=== Requirement ===
State how many lines in these records contain the word "contains", and nothing else.

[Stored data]

────────

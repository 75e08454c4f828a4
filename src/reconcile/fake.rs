//! In-memory host that behaves like the kernel and OVS for the calls the
//! reconciler makes, and records every mutating call.

use std::collections::BTreeMap;
use std::io;
use std::sync::Mutex;

use ipnetwork::{Ipv4Network, Ipv6Network};

use crate::host::{HostError, HostNetwork, HostResult, LinkState};

#[derive(Debug, Clone, Default, PartialEq)]
pub struct FakeState {
    pub links: BTreeMap<String, LinkState>,
    /// (destination, device)
    pub routes: Vec<(Ipv4Network, String)>,
    pub hwaddrs: BTreeMap<String, String>,
    pub ports: BTreeMap<String, Vec<String>>,
    pub external_ids: BTreeMap<String, BTreeMap<String, String>>,
}

#[derive(Default)]
pub struct FakeHost {
    state: Mutex<FakeState>,
    calls: Mutex<Vec<String>>,
    fail_on: Mutex<Option<String>>,
}

pub fn net(s: &str) -> Ipv4Network {
    s.parse().unwrap()
}

fn connected(address: &Ipv4Network) -> Ipv4Network {
    Ipv4Network::new(address.network(), address.prefix()).unwrap()
}

impl FakeHost {
    pub fn new() -> Self {
        Self::default()
    }

    pub fn with_link(self, name: &str, up: bool, mac: &str, addresses: &[&str]) -> Self {
        {
            let mut state = self.state.lock().unwrap();
            let index = state.links.len() as u32 + 2;
            let addresses: Vec<Ipv4Network> = addresses.iter().map(|a| net(a)).collect();
            if up {
                for a in &addresses {
                    state.routes.push((connected(a), name.to_string()));
                }
            }
            state.links.insert(
                name.to_string(),
                LinkState {
                    index,
                    up,
                    mac: Some(mac.to_string()),
                    addresses,
                    ipv6_addresses: Vec::new(),
                },
            );
        }
        self
    }

    pub fn with_route(self, destination: &str, device: &str) -> Self {
        self.state
            .lock()
            .unwrap()
            .routes
            .push((net(destination), device.to_string()));
        self
    }

    pub fn with_ipv6(self, name: &str, address: &str) -> Self {
        let address: Ipv6Network = address.parse().unwrap();
        if let Some(link) = self.state.lock().unwrap().links.get_mut(name) {
            link.ipv6_addresses.push(address);
        }
        self
    }

    pub fn with_hwaddr(self, bridge: &str, mac: &str) -> Self {
        self.state
            .lock()
            .unwrap()
            .hwaddrs
            .insert(bridge.to_string(), mac.to_string());
        self
    }

    pub fn with_port(self, bridge: &str, port: &str) -> Self {
        self.state
            .lock()
            .unwrap()
            .ports
            .entry(bridge.to_string())
            .or_default()
            .push(port.to_string());
        self
    }

    /// Fail every mutating call whose description contains `needle`
    pub fn failing_on(self, needle: &str) -> Self {
        *self.fail_on.lock().unwrap() = Some(needle.to_string());
        self
    }

    /// Stop injecting failures, keeping whatever state was reached
    pub fn recover(&self) {
        *self.fail_on.lock().unwrap() = None;
    }

    pub fn state(&self) -> FakeState {
        self.state.lock().unwrap().clone()
    }

    pub fn calls(&self) -> Vec<String> {
        self.calls.lock().unwrap().clone()
    }

    pub fn routes_via(&self, device: &str) -> Vec<String> {
        self.state()
            .routes
            .iter()
            .filter(|(_, d)| d == device)
            .map(|(n, _)| n.to_string())
            .collect()
    }

    fn record(&self, call: String) -> HostResult<()> {
        if let Some(needle) = self.fail_on.lock().unwrap().as_ref() {
            if call.contains(needle.as_str()) {
                return Err(HostError::IoError(io::Error::other(format!(
                    "injected failure: {call}"
                ))));
            }
        }
        self.calls.lock().unwrap().push(call);
        Ok(())
    }

    fn with_link_mut<T>(
        &self,
        name: &str,
        f: impl FnOnce(&mut LinkState, &mut Vec<(Ipv4Network, String)>) -> T,
    ) -> HostResult<T> {
        let mut guard = self.state.lock().unwrap();
        let state = &mut *guard;
        let link = state
            .links
            .get_mut(name)
            .ok_or_else(|| HostError::LinkNotFound(name.to_string()))?;
        Ok(f(link, &mut state.routes))
    }
}

impl HostNetwork for FakeHost {
    async fn link(&self, name: &str) -> HostResult<Option<LinkState>> {
        Ok(self.state.lock().unwrap().links.get(name).cloned())
    }

    async fn route_destinations(&self) -> HostResult<Vec<Ipv4Network>> {
        Ok(self
            .state
            .lock()
            .unwrap()
            .routes
            .iter()
            .map(|(n, _)| *n)
            .collect())
    }

    async fn bridge_hwaddr(&self, bridge: &str) -> HostResult<Option<String>> {
        Ok(self.state.lock().unwrap().hwaddrs.get(bridge).cloned())
    }

    async fn bridge_ports(&self, bridge: &str) -> HostResult<Vec<String>> {
        Ok(self
            .state
            .lock()
            .unwrap()
            .ports
            .get(bridge)
            .cloned()
            .unwrap_or_default())
    }

    async fn port_hwaddr(&self, _bridge: &str, port: &str) -> HostResult<Option<String>> {
        Ok(self
            .state
            .lock()
            .unwrap()
            .links
            .get(port)
            .and_then(|l| l.mac.clone()))
    }

    async fn interface_external_ids(&self, interface: &str) -> HostResult<BTreeMap<String, String>> {
        Ok(self
            .state
            .lock()
            .unwrap()
            .external_ids
            .get(interface)
            .cloned()
            .unwrap_or_default())
    }

    async fn flush_addresses(&self, link: &str) -> HostResult<()> {
        self.record(format!("flush {link}"))?;
        self.with_link_mut(link, |l, routes| {
            l.ipv6_addresses.clear();
            let gone: Vec<Ipv4Network> = l.addresses.drain(..).map(|a| connected(&a)).collect();
            routes.retain(|(n, d)| !(d == link && gone.contains(n)));
        })
    }

    async fn add_address(&self, link: &str, address: Ipv4Network) -> HostResult<()> {
        self.record(format!("add address {address} {link}"))?;
        self.with_link_mut(link, |l, routes| {
            l.addresses.push(address);
            if l.up {
                routes.push((connected(&address), link.to_string()));
            }
        })
    }

    async fn set_link_up(&self, link: &str) -> HostResult<()> {
        self.record(format!("up {link}"))?;
        self.with_link_mut(link, |l, routes| {
            if !l.up {
                l.up = true;
                for a in &l.addresses {
                    routes.push((connected(a), link.to_string()));
                }
            }
        })
    }

    async fn add_route(&self, destination: Ipv4Network, link: &str) -> HostResult<()> {
        self.record(format!("add route {destination} {link}"))?;
        let mut state = self.state.lock().unwrap();
        if !state.links.get(link).is_some_and(|l| l.up) {
            return Err(HostError::LinkNotFound(link.to_string()));
        }
        if state.routes.iter().any(|(n, _)| *n == destination) {
            return Err(HostError::IoError(io::Error::new(
                io::ErrorKind::AlreadyExists,
                "File exists",
            )));
        }
        state.routes.push((destination, link.to_string()));
        Ok(())
    }

    async fn set_bridge_hwaddr(&self, bridge: &str, mac: &str) -> HostResult<()> {
        self.record(format!("hwaddr {bridge} {mac}"))?;
        self.state
            .lock()
            .unwrap()
            .hwaddrs
            .insert(bridge.to_string(), mac.to_string());
        Ok(())
    }

    async fn add_port(&self, bridge: &str, port: &str) -> HostResult<()> {
        self.record(format!("add-port {bridge} {port}"))?;
        let mut state = self.state.lock().unwrap();
        let ports = state.ports.entry(bridge.to_string()).or_default();
        if ports.iter().any(|p| p == port) {
            return Err(HostError::IoError(io::Error::other("port already exists")));
        }
        ports.push(port.to_string());
        Ok(())
    }

    async fn set_interface_external_ids(
        &self,
        interface: &str,
        ids: &BTreeMap<String, String>,
    ) -> HostResult<()> {
        self.record(format!("external-ids {interface}"))?;
        self.state
            .lock()
            .unwrap()
            .external_ids
            .entry(interface.to_string())
            .or_default()
            .extend(ids.clone());
        Ok(())
    }
}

────────

=== Your solution ===
3